The scheme is being introduced by the Health Authority-Abu Dhabi (Haad) to measure the scale and frequency of injuries including heat exhaustion, construction site falls and traffic accidents.

Experts say the data will be invaluable for guiding health policy.

Once the surveillance programme is fully tested at the four hospitals, it will be introduced to all private and public hospitals in the emirate.

"We've been doing preliminary pretesting at a private hospital for the past few months," said Darren Joubert, a senior adviser for occupational health at Haad.

"They are coming back and telling us this or that doesn't work, and we are improving the system. The next stage is to run a pilot test with three more hospitals over a period of several months … to facilitate training and orientation."

Mr Joubert said there would be a full evaluation after that. He said there were plans to tie health insurance claims for workplace injuries to the system, in order to ensure compliance, once the process has been widely introduced.

"The long-term plan we are working toward is for hospitals to report workplace injuries in the system in order to be paid by the health insurer."

The programme has been under development for two years and has seen international co-operation involving experts at the John Hopkins Bloomberg School of Public Health in Baltimore, in the US.

A team from the university's international injury research unit is providing technical assistance with the pilot test. On Wednesday they held the first workshop in Abu Dhabi for the four participating hospitals, which Haad has not named.

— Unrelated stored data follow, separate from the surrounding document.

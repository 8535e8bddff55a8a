use log::info;
use std::sync::Arc;
use uuid::Uuid;

use crate::api::error;
use crate::configs::RedisCache;
use crate::ENV;

use crate::modules::user::model::{
    InsertUser, SignInModel, SignUpModel, UpdateProfileModel, UpdateUser, UserResponse,
};
use crate::modules::user::repository::UserRepository;
use crate::utils::{hash_password, verify_password, Claims, TypeClaims};

#[derive(Clone)]
pub struct UserService {
    repo: Arc<dyn UserRepository + Send + Sync>,
    cache: Arc<RedisCache>,
}

impl UserService {
    pub fn with_dependencies(
        repo: Arc<dyn UserRepository + Send + Sync>,
        cache: Arc<RedisCache>,
    ) -> Self {
        info!("UserService initialized with dependencies");
        UserService { repo, cache }
    }

    pub async fn get_by_id(&self, id: Uuid) -> Result<UserResponse, error::SystemError> {
        let key = format!("user:{}", id);
        if let Some(cached_user) = self.cache.get::<UserResponse>(&key).await? {
            return Ok(cached_user);
        }
        let user_entity = self.repo.find_by_id(&id).await?;
        if let Some(entity) = user_entity {
            let response = UserResponse::from(entity);
            self.cache.set(&key, &response, 3600).await?;
            Ok(response)
        } else {
            Err(error::SystemError::not_found("User not found"))
        }
    }

    pub async fn update_profile(
        &self,
        id: Uuid,
        profile: UpdateProfileModel,
    ) -> Result<UserResponse, error::SystemError> {
        if profile.username.is_none()
            && profile.full_name.is_none()
            && profile.bio.is_none()
            && profile.location.is_none()
            && profile.avatar_url.is_none()
        {
            return Err(error::SystemError::bad_request("No fields to update"));
        }

        let update_user = UpdateUser {
            username: profile.username,
            full_name: profile.full_name,
            bio: profile.bio,
            location: profile.location,
            avatar_url: profile.avatar_url,
        };

        let updated = self.repo.update(&id, &update_user).await?;

        let key = format!("user:{}", id);
        self.cache.delete(&key).await?;
        Ok(UserResponse::from(updated))
    }

    pub async fn delete_account(&self, id: Uuid) -> Result<(), error::SystemError> {
        let deleted = self.repo.delete(&id).await?;
        if !deleted {
            return Err(error::SystemError::not_found("User not found"));
        }
        let key = format!("user:{}", id);
        self.cache.delete(&key).await?;
        Ok(())
    }

    pub async fn sign_up(&self, user: SignUpModel) -> Result<Uuid, error::SystemError> {
        let hash_password = hash_password(&user.password)?;

        let new_user = InsertUser {
            username: user.username,
            email: user.email,
            hash_password,
            full_name: user.full_name,
        };

        let user_id = self.repo.create(&new_user).await?;
        Ok(user_id)
    }

    pub async fn sign_in(&self, user: SignInModel) -> Result<(String, String), error::SystemError> {
        let user_entity = self
            .repo
            .find_by_email(&user.email)
            .await?
            .ok_or_else(|| error::SystemError::unauthorized("Invalid email or password"))?;

        let valid = verify_password(&user_entity.hash_password, &user.password)?;
        if !valid {
            return Err(error::SystemError::unauthorized("Invalid email or password"));
        }

        self.issue_tokens(&user_entity.id, &user_entity.role).await
    }

    pub async fn refresh(
        &self,
        refresh_token: Option<String>,
    ) -> Result<(String, String), error::SystemError> {
        let token = refresh_token
            .ok_or_else(|| error::SystemError::unauthorized("Missing refresh token"))?;

        let claims = Claims::decode(&token, ENV.jwt_secret.as_ref())
            .map_err(|_| error::SystemError::unauthorized("Token Invalid or Expired"))?;

        if claims._type != Some(TypeClaims::RefreshToken) {
            return Err(error::SystemError::unauthorized("Token Invalid or Expired"));
        }

        let jti =
            claims.jti.ok_or_else(|| error::SystemError::unauthorized("Token Invalid or Expired"))?;

        let refresh_key = format!("refresh_token:{jti}");
        let known: Option<Uuid> = self.cache.get(&refresh_key).await?;
        if known != Some(claims.sub) {
            return Err(error::SystemError::unauthorized("Token Invalid or Expired"));
        }

        // Rotate: the old token is dead as soon as a new pair is issued.
        self.cache.delete(&refresh_key).await?;

        self.issue_tokens(&claims.sub, &claims.role).await
    }

    pub async fn sign_out(&self, refresh_token: Option<String>) -> Result<(), error::SystemError> {
        if let Some(token) = refresh_token {
            if let Ok(claims) = Claims::decode(&token, ENV.jwt_secret.as_ref()) {
                if let Some(jti) = claims.jti {
                    self.cache.delete(&format!("refresh_token:{jti}")).await?;
                }
            }
        }
        Ok(())
    }

    async fn issue_tokens(
        &self,
        user_id: &Uuid,
        role: &crate::modules::user::schema::UserRole,
    ) -> Result<(String, String), error::SystemError> {
        let access_token = Claims::new(user_id, role, ENV.access_token_expiration)
            .with_type(TypeClaims::AccessToken)
            .encode(ENV.jwt_secret.as_ref())?;

        let jti = Uuid::now_v7();

        let refresh_token = Claims::new(user_id, role, ENV.refresh_token_expiration)
            .with_jti(jti)
            .with_type(TypeClaims::RefreshToken)
            .encode(ENV.jwt_secret.as_ref())?;

        let refresh_key = format!("refresh_token:{jti}");
        self.cache.set(&refresh_key, user_id, ENV.refresh_token_expiration as usize).await?;

        Ok((access_token, refresh_token))
    }
}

"We will help Haad run the pilot for a few months in the hospitals and see how it is collecting data: what are some of the errors and what are some of the changes which might be made," said Professor Adnan Hyder, the director of the unit. "Then Haad can refine the system one final time and launch it across the emirate."

He said the value of the information collected would be "immense" in guiding health policy.

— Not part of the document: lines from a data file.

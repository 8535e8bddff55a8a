use serde::{Deserialize, Serialize};
use uuid::Uuid;

use crate::modules::user::model::ProfileSummary;

#[derive(Debug, Clone, Deserialize)]
#[serde(rename_all = "camelCase")]
pub struct CreatePostBody {
    pub content: Option<String>,
    pub image_url: Option<String>,
}

#[derive(Debug, Clone, Deserialize)]
pub struct CommentBody {
    pub content: String,
}

#[derive(Debug, Clone)]
pub struct InsertPost {
    pub user_id: Uuid,
    pub content: String,
    pub image_url: Option<String>,
}

#[derive(Debug, Clone, Serialize)]
pub struct CommentDetail {
    pub id: Uuid,
    pub content: String,
    pub created_at: chrono::DateTime<chrono::Utc>,
    pub author: ProfileSummary,
}

/// A feed entry: the post plus everything the card renders.
#[derive(Debug, Clone, Serialize)]
pub struct PostDetail {
    pub id: Uuid,
    pub content: String,
    pub image_url: Option<String>,
    pub created_at: chrono::DateTime<chrono::Utc>,
    pub author: ProfileSummary,
    pub likes: Vec<Uuid>,
    pub comments: Vec<CommentDetail>,
}

#[derive(Debug, Clone, Serialize)]
pub struct LikeResponse {
    pub post_id: Uuid,
    pub liked: bool,
}

#[derive(sqlx::FromRow)]
pub struct PostAuthorRow {
    pub id: Uuid,
    pub content: String,
    pub image_url: Option<String>,
    pub created_at: chrono::DateTime<chrono::Utc>,
    pub user_id: Uuid,
    pub username: String,
    pub full_name: String,
    pub avatar_url: Option<String>,
}

#[derive(sqlx::FromRow)]
pub struct CommentAuthorRow {
    pub id: Uuid,
    pub post_id: Uuid,
    pub content: String,
    pub created_at: chrono::DateTime<chrono::Utc>,
    pub user_id: Uuid,
    pub username: String,
    pub full_name: String,
    pub avatar_url: Option<String>,
}

#[derive(sqlx::FromRow)]
pub struct LikeRow {
    pub post_id: Uuid,
    pub user_id: Uuid,
}
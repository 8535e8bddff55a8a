use uuid::Uuid;

use crate::api::error;
use crate::modules::post::model::{InsertPost, PostDetail};
use crate::modules::post::schema::{CommentEntity, PostEntity};

#[async_trait::async_trait]
pub trait PostRepository {
    async fn insert(&self, post: &InsertPost) -> Result<PostEntity, error::SystemError>;

    async fn find_by_id(&self, id: &Uuid) -> Result<Option<PostEntity>, error::SystemError>;

    /// Every post, newest first, with author, likes and comments resolved.
    async fn find_feed(&self) -> Result<Vec<PostDetail>, error::SystemError>;

    /// Returns `false` when the like already existed.
    async fn insert_like(
        &self,
        post_id: &Uuid,
        user_id: &Uuid,
    ) -> Result<bool, error::SystemError>;

    /// Returns `false` when there was no like to remove.
    async fn delete_like(
        &self,
        post_id: &Uuid,
        user_id: &Uuid,
    ) -> Result<bool, error::SystemError>;

    async fn insert_comment(
        &self,
        post_id: &Uuid,
        user_id: &Uuid,
        content: &str,
    ) -> Result<CommentEntity, error::SystemError>;
}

"As a researcher, I strongly believe in evidence for decision making," he said. "The better the data the better the decision making."

Mr Joubert said the idea for the system sprang from the authority's Safety in the Heat campaign, introduced in 2009 to reduce the number of summer heat-related fatalities among workers.

"We didn't have baseline data for the Safety in the Heat programme - how many heat-related cases are treated," he said. "That's something we needed to find out, so that's why we developed this system. It will help with that, but it will also record other injuries."

Injury surveillance systems such as this are common in the West. Dr Adnan's research in the past few years has been focused on helping to develop and test such systems in cities such as Cairo, Dhaka and Karachi.

He said Haad's system could serve as a model, not only for the UAE but for the broader region as well.

The surveillance system was initially scheduled to be implemented at the end of last year, but has been held until now while technical issues were addressed.

"We want to make sure that the system is the best that it can possibly be before we introduce it fully," Mr Joubert said. "We hope that it's going to be in place for the next 50 years or longer and be an important tool in planning for the prevention of injuries."